[RECORDS FOR THIS EXERCISE — start]
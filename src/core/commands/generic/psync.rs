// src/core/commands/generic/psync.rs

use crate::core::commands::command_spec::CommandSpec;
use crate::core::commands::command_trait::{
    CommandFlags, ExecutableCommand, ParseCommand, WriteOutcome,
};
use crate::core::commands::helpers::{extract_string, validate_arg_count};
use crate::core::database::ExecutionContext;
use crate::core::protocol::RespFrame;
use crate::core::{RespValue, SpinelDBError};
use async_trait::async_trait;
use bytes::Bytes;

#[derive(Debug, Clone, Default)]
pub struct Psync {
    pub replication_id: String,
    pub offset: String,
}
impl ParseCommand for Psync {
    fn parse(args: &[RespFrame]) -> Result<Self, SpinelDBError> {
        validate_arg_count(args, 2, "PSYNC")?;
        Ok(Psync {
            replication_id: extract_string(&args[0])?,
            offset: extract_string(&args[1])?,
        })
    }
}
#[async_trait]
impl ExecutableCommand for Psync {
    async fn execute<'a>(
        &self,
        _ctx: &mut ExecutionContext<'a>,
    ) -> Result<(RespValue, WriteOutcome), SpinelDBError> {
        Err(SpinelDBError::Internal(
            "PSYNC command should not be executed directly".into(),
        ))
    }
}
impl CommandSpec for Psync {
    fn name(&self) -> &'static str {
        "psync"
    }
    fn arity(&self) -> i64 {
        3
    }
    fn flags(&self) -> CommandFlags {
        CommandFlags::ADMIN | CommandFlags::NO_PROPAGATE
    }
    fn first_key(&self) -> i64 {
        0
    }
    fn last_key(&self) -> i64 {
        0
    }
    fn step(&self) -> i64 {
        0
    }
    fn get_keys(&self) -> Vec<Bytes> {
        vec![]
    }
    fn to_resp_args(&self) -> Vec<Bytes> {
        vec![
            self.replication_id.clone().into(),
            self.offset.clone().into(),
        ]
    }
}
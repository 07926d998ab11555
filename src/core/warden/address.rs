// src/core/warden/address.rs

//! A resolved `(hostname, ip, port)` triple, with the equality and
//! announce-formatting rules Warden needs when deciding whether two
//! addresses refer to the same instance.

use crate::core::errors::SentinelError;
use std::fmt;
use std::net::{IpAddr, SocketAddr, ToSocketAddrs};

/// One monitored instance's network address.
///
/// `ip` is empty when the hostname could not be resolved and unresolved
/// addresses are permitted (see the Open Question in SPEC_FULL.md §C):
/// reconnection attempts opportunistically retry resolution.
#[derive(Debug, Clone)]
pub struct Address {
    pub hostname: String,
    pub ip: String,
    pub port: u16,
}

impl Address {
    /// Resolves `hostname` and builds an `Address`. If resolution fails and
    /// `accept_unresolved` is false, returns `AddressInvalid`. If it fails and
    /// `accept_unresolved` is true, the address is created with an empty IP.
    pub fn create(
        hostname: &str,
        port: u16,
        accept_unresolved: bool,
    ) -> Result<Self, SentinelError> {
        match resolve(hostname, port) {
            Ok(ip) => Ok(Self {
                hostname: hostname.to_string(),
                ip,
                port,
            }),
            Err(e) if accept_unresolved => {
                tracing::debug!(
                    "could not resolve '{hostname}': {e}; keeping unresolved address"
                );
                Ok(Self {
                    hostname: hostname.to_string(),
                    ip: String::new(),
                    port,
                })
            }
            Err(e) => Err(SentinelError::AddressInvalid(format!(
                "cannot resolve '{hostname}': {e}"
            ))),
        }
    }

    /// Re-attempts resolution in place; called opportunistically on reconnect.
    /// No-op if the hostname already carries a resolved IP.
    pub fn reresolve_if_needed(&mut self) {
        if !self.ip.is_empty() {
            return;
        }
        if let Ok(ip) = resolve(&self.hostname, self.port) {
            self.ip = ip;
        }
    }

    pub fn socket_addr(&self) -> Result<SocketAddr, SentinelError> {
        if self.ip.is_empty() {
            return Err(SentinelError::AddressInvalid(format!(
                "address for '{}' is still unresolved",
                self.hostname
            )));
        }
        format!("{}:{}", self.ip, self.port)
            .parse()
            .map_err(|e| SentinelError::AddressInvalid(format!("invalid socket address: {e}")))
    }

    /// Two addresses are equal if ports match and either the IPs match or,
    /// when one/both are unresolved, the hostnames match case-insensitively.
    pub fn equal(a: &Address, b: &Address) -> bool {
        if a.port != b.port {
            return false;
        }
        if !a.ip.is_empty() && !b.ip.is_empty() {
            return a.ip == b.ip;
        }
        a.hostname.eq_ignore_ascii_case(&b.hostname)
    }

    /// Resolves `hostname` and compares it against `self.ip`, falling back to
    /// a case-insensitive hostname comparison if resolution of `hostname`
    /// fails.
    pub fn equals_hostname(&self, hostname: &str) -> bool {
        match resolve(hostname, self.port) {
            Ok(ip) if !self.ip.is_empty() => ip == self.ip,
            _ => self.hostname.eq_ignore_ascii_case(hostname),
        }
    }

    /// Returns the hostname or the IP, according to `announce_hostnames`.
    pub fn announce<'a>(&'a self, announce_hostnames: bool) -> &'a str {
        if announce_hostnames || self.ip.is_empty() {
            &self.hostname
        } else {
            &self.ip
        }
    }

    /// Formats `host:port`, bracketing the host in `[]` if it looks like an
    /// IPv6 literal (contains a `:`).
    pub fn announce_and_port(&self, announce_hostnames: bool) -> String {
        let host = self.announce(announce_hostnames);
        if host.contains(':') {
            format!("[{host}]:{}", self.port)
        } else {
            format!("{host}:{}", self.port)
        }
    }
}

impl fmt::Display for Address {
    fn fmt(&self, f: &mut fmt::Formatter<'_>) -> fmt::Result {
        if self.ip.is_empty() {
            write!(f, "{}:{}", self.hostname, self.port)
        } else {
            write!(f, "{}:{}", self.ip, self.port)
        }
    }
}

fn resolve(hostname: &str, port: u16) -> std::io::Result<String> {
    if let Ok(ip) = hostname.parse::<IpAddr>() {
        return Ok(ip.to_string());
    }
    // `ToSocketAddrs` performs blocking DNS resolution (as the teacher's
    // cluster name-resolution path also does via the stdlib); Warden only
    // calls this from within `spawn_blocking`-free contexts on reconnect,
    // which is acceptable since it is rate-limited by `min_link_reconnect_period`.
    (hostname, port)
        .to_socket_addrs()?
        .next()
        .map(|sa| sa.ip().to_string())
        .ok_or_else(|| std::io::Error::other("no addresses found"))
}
[RECORDS FOR THIS EXERCISE — finish]
INSTRUCTIONS FOR THE TASK
Reproduce the records in full, exactly as written.

REPLY TO THE EXERCISE
filename src/core/commands/generic/psync.rs
// src/core/commands/generic/psync.rs

use crate::core::commands::command_spec::CommandSpec;
use crate::core::commands::command_trait::{
    CommandFlags, ExecutableCommand, ParseCommand, WriteOutcome,
};
use crate::core::commands::helpers::{extract_string, validate_arg_count};
use crate::core::database::ExecutionContext;
use crate::core::protocol::RespFrame;
use crate::core::{RespValue, SpinelDBError};
use async_trait::async_trait;
use bytes::Bytes;

#[derive(Debug, Clone, Default)]
pub struct Psync {
    pub replication_id: String,
    pub offset: String,
}
impl ParseCommand for Psync {
    fn parse(args: &[RespFrame]) -> Result<Self, SpinelDBError> {
        validate_arg_count(args, 2, "PSYNC")?;
        Ok(Psync {
            replication_id: extract_string(&args[0])?,
            offset: extract_string(&args[1])?,
        })
    }
}
#[async_trait]
impl ExecutableCommand for Psync {
    async fn execute<'a>(
        &self,
        _ctx: &mut ExecutionContext<'a>,
    ) -> Result<(RespValue, WriteOutcome), SpinelDBError> {
        Err(SpinelDBError::Internal(
            "PSYNC command should not be executed directly".into(),
        ))
    }
}
impl CommandSpec for Psync {
    fn name(&self) -> &'static str {
        "psync"
    }
    fn arity(&self) -> i64 {
        3
    }
    fn flags(&self) -> CommandFlags {
        CommandFlags::ADMIN | CommandFlags::NO_PROPAGATE
    }
    fn first_key(&self) -> i64 {
        0
    }
    fn last_key(&self) -> i64 {
        0
    }
    fn step(&self) -> i64 {
        0
    }
    fn get_keys(&self) -> Vec<Bytes> {
        vec![]
    }
    fn to_resp_args(&self) -> Vec<Bytes> {
        vec![
            self.replication_id.clone().into(),
            self.offset.clone().into(),
        ]
    }
}
repository 07926d998ab11555
filename src/core/warden/address.rs
// src/core/warden/address.rs

//! A resolved `(hostname, ip, port)` triple, with the equality and
//! announce-formatting rules Warden needs when deciding whether two
//! addresses refer to the same instance.

use crate::core::errors::SentinelError;
use std::fmt;
use std::net::{IpAddr, SocketAddr, ToSocketAddrs};

/// One monitored instance's network address.
///
/// `ip` is empty when the hostname could not be resolved and unresolved
/// addresses are permitted (see the Open Question in SPEC_FULL.md §C):
/// reconnection attempts opportunistically retry resolution.
#[derive(Debug, Clone)]
pub struct Address {
    pub hostname: String,
    pub ip: String,
    pub port: u16,
}

impl Address {
    /// Resolves `hostname` and builds an `Address`. If resolution fails and
    /// `accept_unresolved` is false, returns `AddressInvalid`. If it fails and
    /// `accept_unresolved` is true, the address is created with an empty IP.
    pub fn create(
        hostname: &str,
        port: u16,
        accept_unresolved: bool,
    ) -> Result<Self, SentinelError> {
        match resolve(hostname, port) {
            Ok(ip) => Ok(Self {
                hostname: hostname.to_string(),
                ip,
                port,
            }),
            Err(e) if accept_unresolved => {
                tracing::debug!(
                    "could not resolve '{hostname}': {e}; keeping unresolved address"
                );
                Ok(Self {
                    hostname: hostname.to_string(),
                    ip: String::new(),
                    port,
                })
            }
            Err(e) => Err(SentinelError::AddressInvalid(format!(
                "cannot resolve '{hostname}': {e}"
            ))),
        }
    }

    /// Re-attempts resolution in place; called opportunistically on reconnect.
    /// No-op if the hostname already carries a resolved IP.
    pub fn reresolve_if_needed(&mut self) {
        if !self.ip.is_empty() {
            return;
        }
        if let Ok(ip) = resolve(&self.hostname, self.port) {
            self.ip = ip;
        }
    }

    pub fn socket_addr(&self) -> Result<SocketAddr, SentinelError> {
        if self.ip.is_empty() {
            return Err(SentinelError::AddressInvalid(format!(
                "address for '{}' is still unresolved",
                self.hostname
            )));
        }
        format!("{}:{}", self.ip, self.port)
            .parse()
            .map_err(|e| SentinelError::AddressInvalid(format!("invalid socket address: {e}")))
    }

    /// Two addresses are equal if ports match and either the IPs match or,
    /// when one/both are unresolved, the hostnames match case-insensitively.
    pub fn equal(a: &Address, b: &Address) -> bool {
        if a.port != b.port {
            return false;
        }
        if !a.ip.is_empty() && !b.ip.is_empty() {
            return a.ip == b.ip;
        }
        a.hostname.eq_ignore_ascii_case(&b.hostname)
    }

    /// Resolves `hostname` and compares it against `self.ip`, falling back to
    /// a case-insensitive hostname comparison if resolution of `hostname`
    /// fails.
    pub fn equals_hostname(&self, hostname: &str) -> bool {
        match resolve(hostname, self.port) {
            Ok(ip) if !self.ip.is_empty() => ip == self.ip,
            _ => self.hostname.eq_ignore_ascii_case(hostname),
        }
    }

    /// Returns the hostname or the IP, according to `announce_hostnames`.
    pub fn announce<'a>(&'a self, announce_hostnames: bool) -> &'a str {
        if announce_hostnames || self.ip.is_empty() {
            &self.hostname
        } else {
            &self.ip
        }
    }

    /// Formats `host:port`, bracketing the host in `[]` if it looks like an
    /// IPv6 literal (contains a `:`).
    pub fn announce_and_port(&self, announce_hostnames: bool) -> String {
        let host = self.announce(announce_hostnames);
        if host.contains(':') {
            format!("[{host}]:{}", self.port)
        } else {
            format!("{host}:{}", self.port)
        }
    }
}

impl fmt::Display for Address {
    fn fmt(&self, f: &mut fmt::Formatter<'_>) -> fmt::Result {
        if self.ip.is_empty() {
            write!(f, "{}:{}", self.hostname, self.port)
        } else {
            write!(f, "{}:{}", self.ip, self.port)
        }
    }
}

fn resolve(hostname: &str, port: u16) -> std::io::Result<String> {
    if let Ok(ip) = hostname.parse::<IpAddr>() {
        return Ok(ip.to_string());
    }
    // `ToSocketAddrs` performs blocking DNS resolution (as the teacher's
    // cluster name-resolution path also does via the stdlib); Warden only
    // calls this from within `spawn_blocking`-free contexts on reconnect,
    // which is acceptable since it is rate-limited by `min_link_reconnect_period`.
    (hostname, port)
        .to_socket_addrs()?
        .next()
        .map(|sa| sa.ip().to_string())
        .ok_or_else(|| std::io::Error::other("no addresses found"))
}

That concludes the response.